Hello all my amazing followers and readers! (A big welcome to new followers. ^.^)
As a person on the autism spectrum and part of the autism community, I have received and seen a lot of hurtful things said or posted online towards ourselves. In light of that I thought I would share a list of some of those comments. I’m sharing this post to hopefully educate more people on what not to say to people on the autism spectrum, even if it had the best intentions behind it or to know that others who have received the same or seen the same comments are not alone. I am sure there are a hundred phrases or different variations of the same thing people should never say to an autistic person, but for the sake of this post and fear of putting people to sleep I have compiled a much smaller list. Also for the sake of this post I will be doing this post in a more bullet like list for easy reading and organization. 🙂
Disclaimer: I will try my best to refrain from cursing or swearing, however this is a very sensitive topic for me as I am sure it is for others on the autism spectrum so I am not making any promises. I am going to try my best to get as many phrases or terms into one post by condensing similar things. Also I will try to not generalize or use specific autism terms/diagnoses/terms in this post as this post is not just for my diagnoses and many on the autism spectrum can relate or share across the entire spectrum. I am also very sorry for the repetitive terms used throughout this post, but sometimes I cannot be uber creative. Again trying to make this post as straight forward and simple as possible, Most importantly if you are easily offended by offensive terms or cursing etc you can feel free to not read this post. I am sorry I can’t entirely hold back and refuse to when ignorant stuff is just swept under the rug. Just because you don’t name call someone or curse at them does not mean it is respectful.
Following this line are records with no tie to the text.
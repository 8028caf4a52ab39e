//! Hybrid sparse/dense retrieval scorer with top-N and score-gap cutoffs.

use crate::embedding::EmbeddingVector;
use std::collections::HashSet;

/// Default weights used when the caller's `w_sparse + w_dense <= 0`.
pub const DEFAULT_W_SPARSE: f64 = 0.45;
pub const DEFAULT_W_DENSE: f64 = 0.55;

/// A candidate record to be scored against a query.
#[derive(Debug, Clone)]
pub struct Candidate {
    pub code: String,
    pub search_text: String,
    pub embedding: Option<EmbeddingVector>,
}

/// A candidate with its final hybrid score, rounded to 6 decimal digits.
#[derive(Debug, Clone, PartialEq)]
pub struct ScoredCandidate {
    pub code: String,
    pub score: f64,
}

/// Lowercase, collapse whitespace, and strip punctuation into a token list.
pub fn preprocess(text: &str) -> Vec<String> {
    text.to_lowercase()
        .chars()
        .map(|c| if c.is_alphanumeric() { c } else { ' ' })
        .collect::<String>()
        .split_whitespace()
        .map(|s| s.to_string())
        .collect()
}

/// `|intersection(query, doc)| / max(|query|, 1)`. Empty query scores 0.
pub fn sparse_score(query_tokens: &[String], doc_tokens: &[String]) -> f64 {
    if query_tokens.is_empty() {
        return 0.0;
    }
    let doc_set: HashSet<&str> = doc_tokens.iter().map(String::as_str).collect();
    let intersection = query_tokens
        .iter()
        .map(String::as_str)
        .collect::<HashSet<&str>>()
        .intersection(&doc_set)
        .count();
    intersection as f64 / (query_tokens.len().max(1)) as f64
}

/// Cosine similarity between query and document embeddings; missing
/// embeddings on either side score 0.
pub fn dense_score(
    query_embedding: Option<&EmbeddingVector>,
    doc_embedding: Option<&EmbeddingVector>,
) -> f64 {
    match (query_embedding, doc_embedding) {
        (Some(q), Some(d)) => q.cosine_similarity(d),
        _ => 0.0,
    }
}

/// Weighted blend of sparse and dense scores; falls back to the default
/// weights when the supplied weights sum to zero or less.
pub fn hybrid_score(sparse: f64, dense: f64, w_sparse: f64, w_dense: f64) -> f64 {
    let (w_sparse, w_dense) = if w_sparse + w_dense <= 0.0 {
        (DEFAULT_W_SPARSE, DEFAULT_W_DENSE)
    } else {
        (w_sparse, w_dense)
    };
    (w_sparse * sparse + w_dense * dense) / (w_sparse + w_dense)
}

fn round6(x: f64) -> f64 {
    (x * 1_000_000.0).round() / 1_000_000.0
}

/// Score every candidate against `query`/`query_embedding`, applying any
/// per-index sparse overrides, and return results sorted descending by
/// score with ties broken by input order.
pub fn score_candidates(
    query: &str,
    query_embedding: Option<&EmbeddingVector>,
    candidates: &[Candidate],
    sparse_overrides: Option<&[Option<f64>]>,
    w_sparse: f64,
    w_dense: f64,
) -> Vec<ScoredCandidate> {
    let query_tokens = preprocess(query);

    let mut scored: Vec<(usize, ScoredCandidate)> = candidates
        .iter()
        .enumerate()
        .map(|(i, c)| {
            let doc_tokens = preprocess(&c.search_text);
            let mut sparse = sparse_score(&query_tokens, &doc_tokens);
            if let Some(Some(over)) = sparse_overrides.and_then(|o| o.get(i)) {
                sparse = over.max(0.0);
            }
            let dense = dense_score(query_embedding, c.embedding.as_ref());
            let score = round6(hybrid_score(sparse, dense, w_sparse, w_dense));
            (
                i,
                ScoredCandidate {
                    code: c.code.clone(),
                    score,
                },
            )
        })
        .collect();

    scored.sort_by(|a, b| {
        b.1.score
            .partial_cmp(&a.1.score)
            .unwrap_or(std::cmp::Ordering::Equal)
            .then(a.0.cmp(&b.0))
    });

    scored.into_iter().map(|(_, s)| s).collect()
}

/// Walk a descending-sorted score list, stopping once the drop to the next
/// candidate reaches `gap` (when `gap > 0`), and never exceeding `top_n`.
/// Always emits at least one result when the input is non-empty.
pub fn top_n_with_gap(scored: &[ScoredCandidate], top_n: usize, gap: f64) -> Vec<ScoredCandidate> {
    let mut result = Vec::new();
    for (i, candidate) in scored.iter().enumerate() {
        if !result.is_empty() && result.len() >= top_n {
            break;
        }
        if i > 0 && gap > 0.0 && scored[i - 1].score - candidate.score >= gap {
            break;
        }
        result.push(candidate.clone());
    }
    result
}

#[cfg(test)]
mod tests {
    use super::*;

    #[test]
    fn preprocess_lowercases_and_strips_punctuation() {
        assert_eq!(
            preprocess("Hello,  World!!"),
            vec!["hello".to_string(), "world".to_string()]
        );
    }

    #[test]
    fn sparse_score_empty_query_is_zero() {
        assert_eq!(sparse_score(&[], &["a".to_string()]), 0.0);
    }

    #[test]
    fn sparse_score_counts_intersection_over_query_length() {
        let query = vec!["a".to_string(), "b".to_string(), "c".to_string()];
        let doc = vec!["a".to_string(), "b".to_string()];
        assert!((sparse_score(&query, &doc) - (2.0 / 3.0)).abs() < 1e-9);
    }

    #[test]
    fn hybrid_falls_back_to_default_weights_on_nonpositive_sum() {
        let score = hybrid_score(1.0, 0.0, 0.0, 0.0);
        assert!((score - DEFAULT_W_SPARSE).abs() < 1e-9);
    }

    #[test]
    fn scores_sort_descending_with_input_order_tiebreak() {
        let candidates = vec![
            Candidate {
                code: "a".to_string(),
                search_text: "alpha beta".to_string(),
                embedding: None,
            },
            Candidate {
                code: "b".to_string(),
                search_text: "alpha beta".to_string(),
                embedding: None,
            },
        ];
        let scored = score_candidates("alpha beta", None, &candidates, None, 1.0, 0.0);
        assert_eq!(scored[0].code, "a");
        assert_eq!(scored[1].code, "b");
        assert_eq!(scored[0].score, scored[1].score);
    }

    #[test]
    fn sparse_override_replaces_computed_score_clamped_at_zero() {
        let candidates = vec![Candidate {
            code: "a".to_string(),
            search_text: "no overlap here".to_string(),
            embedding: None,
        }];
        let overrides = [Some(-0.5)];
        let scored = score_candidates("query", None, &candidates, Some(&overrides), 1.0, 0.0);
        assert_eq!(scored[0].score, 0.0);
    }

    #[test]
    fn top_n_and_gap_cutoff_matches_spec_example() {
        let scored = vec![
            ScoredCandidate { code: "1".to_string(), score: 0.93 },
            ScoredCandidate { code: "2".to_string(), score: 0.91 },
            ScoredCandidate { code: "3".to_string(), score: 0.52 },
            ScoredCandidate { code: "4".to_string(), score: 0.51 },
        ];

        let result = top_n_with_gap(&scored, 10, 0.2);
        assert_eq!(
            result.iter().map(|c| c.code.as_str()).collect::<Vec<_>>(),
            vec!["1", "2"]
        );

        let result = top_n_with_gap(&scored, 2, 1.0);
        assert_eq!(
            result.iter().map(|c| c.code.as_str()).collect::<Vec<_>>(),
            vec!["1", "2"]
        );
    }

    #[test]
    fn top_n_with_gap_always_emits_at_least_one() {
        let scored = vec![ScoredCandidate { code: "1".to_string(), score: 0.1 }];
        let result = top_n_with_gap(&scored, 0, 0.05);
        assert_eq!(result.len(), 1);
    }
}

#[cfg(test)]
mod prop_tests {
    use super::*;
    use proptest::prelude::*;

    proptest! {
        #![proptest_config(ProptestConfig::with_cases(64))]

        /// Raising w_sparse while holding w_dense fixed never decreases the
        /// hybrid score of a candidate whose sparse score dominates its
        /// dense score.
        #[test]
        fn hybrid_score_is_monotonic_in_sparse_weight(
            sparse in 0.0f64..1.0,
            dense in 0.0f64..1.0,
            w_sparse_low in 0.01f64..5.0,
            delta in 0.0f64..5.0,
        ) {
            prop_assume!(sparse >= dense);
            let w_sparse_high = w_sparse_low + delta;
            let low = hybrid_score(sparse, dense, w_sparse_low, 1.0);
            let high = hybrid_score(sparse, dense, w_sparse_high, 1.0);
            prop_assert!(high >= low - 1e-9);
        }
    }
}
‘You look too normal to have autism/be on the autism spectrum’
‘I never would have guessed you have autism’
‘You should be proud of yourself because you look so normal, I couldn’t tell you’re autistic’
Phrases such as these are probably one of the most common things said to those on the autism spectrum and one I see the most either in the autism community or said to me when I tell someone I am on the spectrum. In fact this phrase or these kind of phrases was actually the most recent comment I received awhile ago when I shared with a customer at work I was on the autism spectrum when she was ranting about vaccines and autism. (calm down guys we will get to that in this post as well) Her comment was ‘omg, I’m so sorry I didn’t mean people like you because you don’t look like you have autism.’ As much as I wanted to be like uhhh…excuse me what do you even mean by that? Not to mention her lack of education, I had to be very respectrful and just be like oh it’s cool, I totally know what you meant in fear of losing my job.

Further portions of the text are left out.